[[ RECORDS PROVIDED, beginning ]]
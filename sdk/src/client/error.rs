//! Client error types.
//!
//! Provides error types for BetsAPI client operations.

use std::fmt;

use super::config::ConfigError;
use super::endpoint::redact_token;
use super::transport::TransportError;

/// Client errors.
#[derive(Debug)]
pub enum ClientError {
    /// Configuration was missing or malformed.
    Config(ConfigError),

    /// The HTTP client could not be built.
    Request(reqwest::Error),

    /// Every attempt of a call failed.
    CallFailed {
        /// Endpoint that was called.
        endpoint: String,
        /// Number of attempts made.
        attempts: u32,
        /// Failure of the last attempt.
        last_error: TransportError,
    },

    /// A response body could not be decoded.
    Decode(serde_json::Error),
}

impl ClientError {
    /// Returns the body of the last response seen before a call failed.
    #[must_use]
    pub fn last_response_body(&self) -> Option<&str> {
        match self {
            Self::CallFailed { last_error, .. } => last_error.response_body(),
            _ => None,
        }
    }
}

impl fmt::Display for ClientError {
    fn fmt(&self, f: &mut fmt::Formatter<'_>) -> fmt::Result {
        match self {
            Self::Config(e) => write!(f, "invalid configuration: {}", e),
            Self::Request(e) => write!(f, "HTTP client error: {}", e),
            Self::CallFailed {
                endpoint,
                attempts,
                last_error,
            } => {
                write!(
                    f,
                    "BetsApi call has failed after {} attempt(s). Endpoint: {} Error: {}",
                    attempts,
                    redact_token(endpoint),
                    last_error
                )?;
                if let Some(body) = last_error.response_body() {
                    write!(f, " Response: {}", body)?;
                }
                Ok(())
            }
            Self::Decode(e) => write!(f, "failed to decode response: {}", e),
        }
    }
}

impl std::error::Error for ClientError {
    fn source(&self) -> Option<&(dyn std::error::Error + 'static)> {
        match self {
            Self::Config(e) => Some(e),
            Self::Request(e) => Some(e),
            Self::CallFailed { last_error, .. } => Some(last_error),
            Self::Decode(e) => Some(e),
        }
    }
}

impl From<ConfigError> for ClientError {
    fn from(err: ConfigError) -> Self {
        Self::Config(err)
    }
}

impl From<serde_json::Error> for ClientError {
    fn from(err: serde_json::Error) -> Self {
        Self::Decode(err)
    }
}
[[ RECORDS PROVIDED, end ]]
_TASK ITEM:_ Reproduce all the records. Keep them exact, please.

_EXERCISE RESPONSE:_
filename sdk/src/client/error.rs
//! Client error types.
//!
//! Provides error types for BetsAPI client operations.

use std::fmt;

use super::config::ConfigError;
use super::endpoint::redact_token;
use super::transport::TransportError;

/// Client errors.
#[derive(Debug)]
pub enum ClientError {
    /// Configuration was missing or malformed.
    Config(ConfigError),

    /// The HTTP client could not be built.
    Request(reqwest::Error),

    /// Every attempt of a call failed.
    CallFailed {
        /// Endpoint that was called.
        endpoint: String,
        /// Number of attempts made.
        attempts: u32,
        /// Failure of the last attempt.
        last_error: TransportError,
    },

    /// A response body could not be decoded.
    Decode(serde_json::Error),
}

impl ClientError {
    /// Returns the body of the last response seen before a call failed.
    #[must_use]
    pub fn last_response_body(&self) -> Option<&str> {
        match self {
            Self::CallFailed { last_error, .. } => last_error.response_body(),
            _ => None,
        }
    }
}

impl fmt::Display for ClientError {
    fn fmt(&self, f: &mut fmt::Formatter<'_>) -> fmt::Result {
        match self {
            Self::Config(e) => write!(f, "invalid configuration: {}", e),
            Self::Request(e) => write!(f, "HTTP client error: {}", e),
            Self::CallFailed {
                endpoint,
                attempts,
                last_error,
            } => {
                write!(
                    f,
                    "BetsApi call has failed after {} attempt(s). Endpoint: {} Error: {}",
                    attempts,
                    redact_token(endpoint),
                    last_error
                )?;
                if let Some(body) = last_error.response_body() {
                    write!(f, " Response: {}", body)?;
                }
                Ok(())
            }
            Self::Decode(e) => write!(f, "failed to decode response: {}", e),
        }
    }
}

impl std::error::Error for ClientError {
    fn source(&self) -> Option<&(dyn std::error::Error + 'static)> {
        match self {
            Self::Config(e) => Some(e),
            Self::Request(e) => Some(e),
            Self::CallFailed { last_error, .. } => Some(last_error),
            Self::Decode(e) => Some(e),
        }
    }
}

impl From<ConfigError> for ClientError {
    fn from(err: ConfigError) -> Self {
        Self::Config(err)
    }
}

impl From<serde_json::Error> for ClientError {
    fn from(err: serde_json::Error) -> Self {
        Self::Decode(err)
    }
}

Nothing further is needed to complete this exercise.